I think some API dudes and backend dudes are purists, they want server codes to bubble up to the client so we can admire them, even though in practice (meaning you actually build applications with these services) you don’t really need the extra data. Hey, I am totally used to having to make 5 service calls to accomplish one thing with a web service, I would never ask for the service to be changed to convenience the client, but some information is superfluous and could be scaled down.


Saw another blog post about the same topic at UserFlex.

– Mister


  1. I cannot agree with you here, you do care about the HTTP Status being returned from the server as it’s not just the ambiguous “I can’t load the resource” stuff that you are interested in.
    E.g. a 404 indicates that resource is unavailable a 302 indicates the alternate source to the resource

    1. @Pratyoosh Sharma, You can make a good argument for 404 or 302, but the difference between a 201 and 200 is really the question, what advantage does it have for clients to know that a 201 happened as opposed to a 200? If you look at other API’s (Flickr, Yammer), you won’t find a 201 returned status.

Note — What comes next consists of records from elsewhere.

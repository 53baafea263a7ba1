// SPDX-FileCopyrightText: Copyright (c) 2024-2025 The serval Authors. All rights reserved.
// SPDX-License-Identifier: Apache-2.0

//! Mock inference engine.
//!
//! Backs the `mocker` launch target and the test suites. Networks are pure
//! metadata: inference returns zero-filled tensors shaped like the declared
//! outputs. Failure injection and call counters let tests observe exactly
//! which backend transitions the lifecycle layer performed.

use std::collections::{HashMap, HashSet};
use std::sync::Arc;
use std::sync::atomic::{AtomicUsize, Ordering};
use std::time::Duration;

use async_trait::async_trait;
use parking_lot::{Mutex, RwLock};

use crate::backend::{BackendError, InferRequest, InferenceEngine, LoadedNetwork, NetworkFiles};
use crate::config::{BatchSize, ShapeSpec};
use crate::tensor::{DataType, Tensor, TensorInfo, TensorInfoMap, TensorMap};

/// Declared IO of one mock network.
#[derive(Debug, Clone)]
pub struct MockNetworkSpec {
    pub inputs: TensorInfoMap,
    pub outputs: TensorInfoMap,
}

impl Default for MockNetworkSpec {
    fn default() -> Self {
        MockNetworkSpec {
            inputs: HashMap::from([(
                "data".to_string(),
                TensorInfo::new(DataType::Fp32, vec![1, 3, 4, 4]),
            )]),
            outputs: HashMap::from([(
                "prob".to_string(),
                TensorInfo::new(DataType::Fp32, vec![1, 10]),
            )]),
        }
    }
}

impl MockNetworkSpec {
    pub fn new(inputs: &[(&str, DataType, &[i64])], outputs: &[(&str, DataType, &[i64])]) -> Self {
        let build = |decls: &[(&str, DataType, &[i64])]| {
            decls
                .iter()
                .map(|(name, dt, dims)| {
                    (name.to_string(), TensorInfo::new(*dt, dims.to_vec()))
                })
                .collect::<TensorInfoMap>()
        };
        MockNetworkSpec {
            inputs: build(inputs),
            outputs: build(outputs),
        }
    }
}

#[derive(Default, Debug)]
struct Counters {
    loads: AtomicUsize,
    reshapes: AtomicUsize,
    infers: AtomicUsize,
    inflight: AtomicUsize,
    max_inflight: AtomicUsize,
}

#[derive(Debug)]
struct Inner {
    counters: Counters,
    specs: Mutex<HashMap<String, MockNetworkSpec>>,
    failing: Mutex<HashSet<String>>,
    load_delay: Mutex<Duration>,
    infer_delay: Mutex<Duration>,
    optimal_nireq: AtomicUsize,
}

/// Engine whose networks exist only as metadata.
#[derive(Clone)]
pub struct MockEngine {
    inner: Arc<Inner>,
}

impl Default for MockEngine {
    fn default() -> Self {
        MockEngine {
            inner: Arc::new(Inner {
                counters: Counters::default(),
                specs: Mutex::new(HashMap::new()),
                failing: Mutex::new(HashSet::new()),
                load_delay: Mutex::new(Duration::ZERO),
                infer_delay: Mutex::new(Duration::ZERO),
                optimal_nireq: AtomicUsize::new(1),
            }),
        }
    }
}

impl MockEngine {
    pub fn new() -> MockEngine {
        MockEngine::default()
    }

    /// Declare the IO of networks loaded for `model` (matched against the
    /// name of the directory holding the version directories).
    pub fn set_spec(&self, model: &str, spec: MockNetworkSpec) {
        self.inner.specs.lock().insert(model.to_string(), spec);
    }

    /// While set, every load for `model` fails as if the device rejected it.
    pub fn set_failing(&self, model: &str, failing: bool) {
        let mut set = self.inner.failing.lock();
        if failing {
            set.insert(model.to_string());
        } else {
            set.remove(model);
        }
    }

    pub fn set_load_delay(&self, delay: Duration) {
        *self.inner.load_delay.lock() = delay;
    }

    pub fn set_infer_delay(&self, delay: Duration) {
        *self.inner.infer_delay.lock() = delay;
    }

    pub fn set_optimal_nireq(&self, nireq: usize) {
        self.inner.optimal_nireq.store(nireq, Ordering::SeqCst);
    }

    pub fn loads(&self) -> usize {
        self.inner.counters.loads.load(Ordering::SeqCst)
    }

    pub fn reshapes(&self) -> usize {
        self.inner.counters.reshapes.load(Ordering::SeqCst)
    }

    pub fn infers(&self) -> usize {
        self.inner.counters.infers.load(Ordering::SeqCst)
    }

    /// High-water mark of concurrently executing inferences.
    pub fn max_concurrent_infers(&self) -> usize {
        self.inner.counters.max_inflight.load(Ordering::SeqCst)
    }

    fn model_of(files: &NetworkFiles) -> String {
        files
            .base
            .parent()
            .and_then(|p| p.file_name())
            .map(|n| n.to_string_lossy().into_owned())
            .unwrap_or_default()
    }

    fn apply_overrides(
        spec: &mut MockNetworkSpec,
        shape: &ShapeSpec,
        batch_size: &BatchSize,
    ) -> Result<(), BackendError> {
        match shape {
            ShapeSpec::FromNetwork | ShapeSpec::Auto => {}
            ShapeSpec::Fixed(dims) => {
                if spec.inputs.len() != 1 {
                    return Err(BackendError::ReshapeFailed(
                        "anonymous fixed shape requires a single-input network".to_string(),
                    ));
                }
                for info in spec.inputs.values_mut() {
                    info.shape = dims.clone();
                }
            }
            ShapeSpec::Named(shapes) => {
                for (input, dims) in shapes {
                    let info = spec.inputs.get_mut(input).ok_or_else(|| {
                        BackendError::ReshapeFailed(format!("network has no input {input}"))
                    })?;
                    info.shape = dims.clone();
                }
            }
        }
        if let BatchSize::Fixed(n) = batch_size {
            for info in spec.inputs.values_mut() {
                if let Some(first) = info.shape.first_mut() {
                    *first = *n as i64;
                }
            }
        }
        Ok(())
    }
}

#[async_trait]
impl InferenceEngine for MockEngine {
    async fn load_network(
        &self,
        files: &NetworkFiles,
        _target_device: &str,
        _plugin_config: &HashMap<String, String>,
        shape: &ShapeSpec,
        batch_size: &BatchSize,
    ) -> Result<Arc<dyn LoadedNetwork>, BackendError> {
        let delay = *self.inner.load_delay.lock();
        if !delay.is_zero() {
            tokio::time::sleep(delay).await;
        }
        self.inner.counters.loads.fetch_add(1, Ordering::SeqCst);

        let model = Self::model_of(files);
        if self.inner.failing.lock().contains(&model) {
            return Err(BackendError::LoadFailed(format!(
                "device rejected network for {model}"
            )));
        }

        let mut spec = self
            .inner
            .specs
            .lock()
            .get(&model)
            .cloned()
            .unwrap_or_default();
        Self::apply_overrides(&mut spec, shape, batch_size)?;

        Ok(Arc::new(MockLoadedNetwork {
            spec: RwLock::new(spec),
            inner: Arc::clone(&self.inner),
        }))
    }
}

#[derive(Debug)]
struct MockLoadedNetwork {
    spec: RwLock<MockNetworkSpec>,
    inner: Arc<Inner>,
}

#[async_trait]
impl LoadedNetwork for MockLoadedNetwork {
    fn inputs(&self) -> TensorInfoMap {
        self.spec.read().inputs.clone()
    }

    fn outputs(&self) -> TensorInfoMap {
        self.spec.read().outputs.clone()
    }

    fn optimal_request_count(&self) -> usize {
        self.inner.optimal_nireq.load(Ordering::SeqCst)
    }

    async fn reshape(&self, new_shapes: &HashMap<String, Vec<i64>>) -> Result<(), BackendError> {
        self.inner.counters.reshapes.fetch_add(1, Ordering::SeqCst);
        let mut spec = self.spec.write();
        for (input, dims) in new_shapes {
            let info = spec.inputs.get_mut(input).ok_or_else(|| {
                BackendError::ReshapeFailed(format!("network has no input {input}"))
            })?;
            info.shape = dims.clone();
        }
        Ok(())
    }

    fn create_infer_request(&self) -> Box<dyn InferRequest> {
        Box::new(MockInferRequest {
            outputs: self.spec.read().outputs.clone(),
            inner: Arc::clone(&self.inner),
        })
    }
}

struct MockInferRequest {
    outputs: TensorInfoMap,
    inner: Arc<Inner>,
}

#[async_trait]
impl InferRequest for MockInferRequest {
    async fn infer(&mut self, _inputs: &TensorMap) -> Result<TensorMap, BackendError> {
        let counters = &self.inner.counters;
        let current = counters.inflight.fetch_add(1, Ordering::SeqCst) + 1;
        counters.max_inflight.fetch_max(current, Ordering::SeqCst);

        let delay = *self.inner.infer_delay.lock();
        if !delay.is_zero() {
            tokio::time::sleep(delay).await;
        }

        let response = self
            .outputs
            .iter()
            .map(|(name, info)| (name.clone(), Tensor::zeros(info)))
            .collect();

        counters.inflight.fetch_sub(1, Ordering::SeqCst);
        counters.infers.fetch_add(1, Ordering::SeqCst);
        Ok(response)
    }
}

  2. Ran into the same problem here today. Though it would be easy for me to just change the response to a 200, I think it is not the best solution. You could argue there is no difference between 200 (OK) and 201 (Created), since the latter one only makes sense when creating some entity. However, there is a big difference between a 200 and a 202 (Accepted), if you want to indicate the request is being carried out instead of successful right away.
    Furthermore, since there is a lot of interesting development going on in the REST frameworks area, we could use some best practices on the client side.
    So, instead of calling the API guys purists, maybe we should try and stick to the standards that are in place and simply check for a HTTP status response. That way, the client side works as supposed, you can take appropriate actions and you can use whatever framework on the server side.

  3. I have been searching on net for this issue and I ended up getting information like check URL, crossdomain.xml, response size etc. None of them were making logic in my specific case. Eventually I found this post and all I can say is – Thanks Mister! I got the answer that would possibly close to answering my issue.